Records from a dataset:

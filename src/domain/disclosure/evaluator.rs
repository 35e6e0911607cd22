//! Disclosure evaluator - decides per-field visibility.
//!
//! Applicable rules each cast a confidence-weighted vote: `+confidence`
//! when their condition holds, `-confidence` when it does not. The field
//! is visible when the weighted sum is positive, so a single very
//! confident "hide" vote can outvote several weak "show" votes. This is
//! deliberately not an AND/OR combination.
//!
//! Evaluation never fails: every path (unknown operator pairings,
//! missing fields) resolves to a boolean vote.

use serde::{Deserialize, Serialize};

use crate::domain::foundation::{Confidence, ExpertiseLevel, FieldId, FieldValue};

use super::context::{self, DisclosureContext};
use super::rules::{
    ConditionOperator, DisclosureCondition, DisclosureRule, CANONICAL_RULES,
};

/// Tolerance for floating-point equality in rule thresholds.
const EQ_EPSILON: f64 = 1e-9;

/// Reason reported when no rule voted to show a field.
const NO_SIGNAL_REASON: &str = "No disclosure rule voted to show this field";

/// Derived visibility decision for one field. Computed fresh per
/// evaluation call and never cached: any context change invalidates it.
#[derive(Debug, Clone, PartialEq, Serialize, Deserialize)]
pub struct FieldDisclosureState {
    pub is_visible: bool,
    pub is_required: bool,
    pub is_highlighted: bool,
    pub show_help_text: bool,
    pub reason: String,
    pub confidence: Confidence,
    pub suggested_order: u8,
}

/// Evaluates disclosure rules against a context.
#[derive(Debug, Clone)]
pub struct DisclosureEvaluator {
    rules: Vec<DisclosureRule>,
}

impl DisclosureEvaluator {
    /// Creates an evaluator over a custom rule set.
    pub fn new(mut rules: Vec<DisclosureRule>) -> Self {
        // Lower priority first; stable so same-priority rules keep their
        // declared order for tie-breaks.
        rules.sort_by_key(|r| r.priority);
        Self { rules }
    }

    /// Creates an evaluator over the canonical rule set.
    pub fn canonical() -> Self {
        Self::new(CANONICAL_RULES.clone())
    }

    /// Returns the loaded rules, in evaluation order.
    pub fn rules(&self) -> &[DisclosureRule] {
        &self.rules
    }

    /// Evaluates the disclosure state of a single field.
    pub fn evaluate_field(&self, field: &FieldId, ctx: &DisclosureContext) -> FieldDisclosureState {
        let applicable: Vec<&DisclosureRule> =
            self.rules.iter().filter(|r| r.applies_to(field)).collect();

        let (is_visible, reason, confidence) = if applicable.is_empty() {
            self.default_decision(field)
        } else {
            self.vote(&applicable, ctx)
        };

        FieldDisclosureState {
            is_visible,
            is_required: context::is_basic_field(field),
            is_highlighted: ctx
                .confidence_scores
                .get(field)
                .map(Confidence::is_low)
                .unwrap_or(false),
            show_help_text: ctx.has_uncertainty_for(field)
                || ctx.expertise == ExpertiseLevel::Beginner,
            reason,
            confidence,
            suggested_order: context::suggested_order(field),
        }
    }

    /// Static fallback when no rule applies: basic fields are visible and
    /// required, everything else stays hidden.
    fn default_decision(&self, field: &FieldId) -> (bool, String, Confidence) {
        if context::is_basic_field(field) {
            (
                true,
                "Basic field, always shown".into(),
                Confidence::BASELINE,
            )
        } else {
            (
                false,
                "Hidden until earlier answers provide context".into(),
                Confidence::NEUTRAL,
            )
        }
    }

    /// Confidence-weighted majority vote across applicable rules.
    fn vote(
        &self,
        applicable: &[&DisclosureRule],
        ctx: &DisclosureContext,
    ) -> (bool, String, Confidence) {
        let mut sum = 0.0;
        let mut best_show: Option<&DisclosureRule> = None;

        for rule in applicable {
            let should_show = condition_holds(&rule.condition, ctx);
            if should_show {
                sum += rule.confidence.value();
                // Strict greater-than: the earliest (lowest-priority-value)
                // rule wins confidence ties.
                if best_show.map_or(true, |b| rule.confidence.value() > b.confidence.value()) {
                    best_show = Some(rule);
                }
            } else {
                sum -= rule.confidence.value();
            }
        }

        let is_visible = sum > 0.0;
        match best_show {
            Some(rule) => (is_visible, rule.reason.clone(), rule.confidence),
            None => (is_visible, NO_SIGNAL_REASON.into(), Confidence::NEUTRAL),
        }
    }
}

/// Evaluates one condition against the context. Total: never errors.
fn condition_holds(condition: &DisclosureCondition, ctx: &DisclosureContext) -> bool {
    match condition {
        DisclosureCondition::FieldValue {
            field,
            operator,
            value,
        }
        | DisclosureCondition::DependencyChain {
            field,
            operator,
            value,
        } => field_value_holds(ctx, field, *operator, value.as_ref()),
        DisclosureCondition::CompletionRate {
            operator,
            threshold,
        } => numeric_holds(*operator, ctx.completion_rate(), *threshold),
        DisclosureCondition::ConfidenceLevel {
            operator,
            threshold,
        } => numeric_holds(*operator, ctx.average_confidence(), *threshold),
        DisclosureCondition::UserExpertise { level } => ctx.expertise == *level,
    }
}

fn field_value_holds(
    ctx: &DisclosureContext,
    field: &FieldId,
    operator: ConditionOperator,
    expected: Option<&FieldValue>,
) -> bool {
    let actual = ctx.form_data.get(field);
    let present = actual.map(|v| v.is_present()).unwrap_or(false);

    match operator {
        ConditionOperator::Exists => present,
        ConditionOperator::NotExists => !present,
        ConditionOperator::Equals => match (actual, expected) {
            (Some(a), Some(e)) => a == e,
            _ => false,
        },
        ConditionOperator::GreaterThan => match (
            actual.and_then(|v| v.as_number()),
            expected.and_then(|v| v.as_number()),
        ) {
            (Some(a), Some(e)) => a > e,
            _ => false,
        },
        ConditionOperator::LessThan => match (
            actual.and_then(|v| v.as_number()),
            expected.and_then(|v| v.as_number()),
        ) {
            (Some(a), Some(e)) => a < e,
            _ => false,
        },
        ConditionOperator::Contains => match (actual, expected.and_then(|v| v.as_text())) {
            (Some(a), Some(needle)) => a.contains_text(needle),
            _ => false,
        },
    }
}

/// Numeric comparison for rate/level conditions. Operators that make no
/// sense for scalars (contains, exists) resolve to false.
fn numeric_holds(operator: ConditionOperator, actual: f64, threshold: f64) -> bool {
    match operator {
        ConditionOperator::Equals => (actual - threshold).abs() < EQ_EPSILON,
        ConditionOperator::GreaterThan => actual > threshold,
        ConditionOperator::LessThan => actual < threshold,
        ConditionOperator::Contains
        | ConditionOperator::Exists
        | ConditionOperator::NotExists => false,
    }
}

### YOUR OBJECTIVE
The full set of records above must be retyped exactly.

### OUTPUT FOR THIS TASK
filename src/domain/disclosure/evaluator.rs
repository 35e6e0911607cd22
//! Disclosure evaluator - decides per-field visibility.
//!
//! Applicable rules each cast a confidence-weighted vote: `+confidence`
//! when their condition holds, `-confidence` when it does not. The field
//! is visible when the weighted sum is positive, so a single very
//! confident "hide" vote can outvote several weak "show" votes. This is
//! deliberately not an AND/OR combination.
//!
//! Evaluation never fails: every path (unknown operator pairings,
//! missing fields) resolves to a boolean vote.

use serde::{Deserialize, Serialize};

use crate::domain::foundation::{Confidence, ExpertiseLevel, FieldId, FieldValue};

use super::context::{self, DisclosureContext};
use super::rules::{
    ConditionOperator, DisclosureCondition, DisclosureRule, CANONICAL_RULES,
};

/// Tolerance for floating-point equality in rule thresholds.
const EQ_EPSILON: f64 = 1e-9;

/// Reason reported when no rule voted to show a field.
const NO_SIGNAL_REASON: &str = "No disclosure rule voted to show this field";

/// Derived visibility decision for one field. Computed fresh per
/// evaluation call and never cached: any context change invalidates it.
#[derive(Debug, Clone, PartialEq, Serialize, Deserialize)]
pub struct FieldDisclosureState {
    pub is_visible: bool,
    pub is_required: bool,
    pub is_highlighted: bool,
    pub show_help_text: bool,
    pub reason: String,
    pub confidence: Confidence,
    pub suggested_order: u8,
}

/// Evaluates disclosure rules against a context.
#[derive(Debug, Clone)]
pub struct DisclosureEvaluator {
    rules: Vec<DisclosureRule>,
}

impl DisclosureEvaluator {
    /// Creates an evaluator over a custom rule set.
    pub fn new(mut rules: Vec<DisclosureRule>) -> Self {
        // Lower priority first; stable so same-priority rules keep their
        // declared order for tie-breaks.
        rules.sort_by_key(|r| r.priority);
        Self { rules }
    }

    /// Creates an evaluator over the canonical rule set.
    pub fn canonical() -> Self {
        Self::new(CANONICAL_RULES.clone())
    }

    /// Returns the loaded rules, in evaluation order.
    pub fn rules(&self) -> &[DisclosureRule] {
        &self.rules
    }

    /// Evaluates the disclosure state of a single field.
    pub fn evaluate_field(&self, field: &FieldId, ctx: &DisclosureContext) -> FieldDisclosureState {
        let applicable: Vec<&DisclosureRule> =
            self.rules.iter().filter(|r| r.applies_to(field)).collect();

        let (is_visible, reason, confidence) = if applicable.is_empty() {
            self.default_decision(field)
        } else {
            self.vote(&applicable, ctx)
        };

        FieldDisclosureState {
            is_visible,
            is_required: context::is_basic_field(field),
            is_highlighted: ctx
                .confidence_scores
                .get(field)
                .map(Confidence::is_low)
                .unwrap_or(false),
            show_help_text: ctx.has_uncertainty_for(field)
                || ctx.expertise == ExpertiseLevel::Beginner,
            reason,
            confidence,
            suggested_order: context::suggested_order(field),
        }
    }

    /// Static fallback when no rule applies: basic fields are visible and
    /// required, everything else stays hidden.
    fn default_decision(&self, field: &FieldId) -> (bool, String, Confidence) {
        if context::is_basic_field(field) {
            (
                true,
                "Basic field, always shown".into(),
                Confidence::BASELINE,
            )
        } else {
            (
                false,
                "Hidden until earlier answers provide context".into(),
                Confidence::NEUTRAL,
            )
        }
    }

    /// Confidence-weighted majority vote across applicable rules.
    fn vote(
        &self,
        applicable: &[&DisclosureRule],
        ctx: &DisclosureContext,
    ) -> (bool, String, Confidence) {
        let mut sum = 0.0;
        let mut best_show: Option<&DisclosureRule> = None;

        for rule in applicable {
            let should_show = condition_holds(&rule.condition, ctx);
            if should_show {
                sum += rule.confidence.value();
                // Strict greater-than: the earliest (lowest-priority-value)
                // rule wins confidence ties.
                if best_show.map_or(true, |b| rule.confidence.value() > b.confidence.value()) {
                    best_show = Some(rule);
                }
            } else {
                sum -= rule.confidence.value();
            }
        }

        let is_visible = sum > 0.0;
        match best_show {
            Some(rule) => (is_visible, rule.reason.clone(), rule.confidence),
            None => (is_visible, NO_SIGNAL_REASON.into(), Confidence::NEUTRAL),
        }
    }
}

/// Evaluates one condition against the context. Total: never errors.
fn condition_holds(condition: &DisclosureCondition, ctx: &DisclosureContext) -> bool {
    match condition {
        DisclosureCondition::FieldValue {
            field,
            operator,
            value,
        }
        | DisclosureCondition::DependencyChain {
            field,
            operator,
            value,
        } => field_value_holds(ctx, field, *operator, value.as_ref()),
        DisclosureCondition::CompletionRate {
            operator,
            threshold,
        } => numeric_holds(*operator, ctx.completion_rate(), *threshold),
        DisclosureCondition::ConfidenceLevel {
            operator,
            threshold,
        } => numeric_holds(*operator, ctx.average_confidence(), *threshold),
        DisclosureCondition::UserExpertise { level } => ctx.expertise == *level,
    }
}

fn field_value_holds(
    ctx: &DisclosureContext,
    field: &FieldId,
    operator: ConditionOperator,
    expected: Option<&FieldValue>,
) -> bool {
    let actual = ctx.form_data.get(field);
    let present = actual.map(|v| v.is_present()).unwrap_or(false);

    match operator {
        ConditionOperator::Exists => present,
        ConditionOperator::NotExists => !present,
        ConditionOperator::Equals => match (actual, expected) {
            (Some(a), Some(e)) => a == e,
            _ => false,
        },
        ConditionOperator::GreaterThan => match (
            actual.and_then(|v| v.as_number()),
            expected.and_then(|v| v.as_number()),
        ) {
            (Some(a), Some(e)) => a > e,
            _ => false,
        },
        ConditionOperator::LessThan => match (
            actual.and_then(|v| v.as_number()),
            expected.and_then(|v| v.as_number()),
        ) {
            (Some(a), Some(e)) => a < e,
            _ => false,
        },
        ConditionOperator::Contains => match (actual, expected.and_then(|v| v.as_text())) {
            (Some(a), Some(needle)) => a.contains_text(needle),
            _ => false,
        },
    }
}

/// Numeric comparison for rate/level conditions. Operators that make no
/// sense for scalars (contains, exists) resolve to false.
fn numeric_holds(operator: ConditionOperator, actual: f64, threshold: f64) -> bool {
    match operator {
        ConditionOperator::Equals => (actual - threshold).abs() < EQ_EPSILON,
        ConditionOperator::GreaterThan => actual > threshold,
        ConditionOperator::LessThan => actual < threshold,
        ConditionOperator::Contains
        | ConditionOperator::Exists
        | ConditionOperator::NotExists => false,
    }
}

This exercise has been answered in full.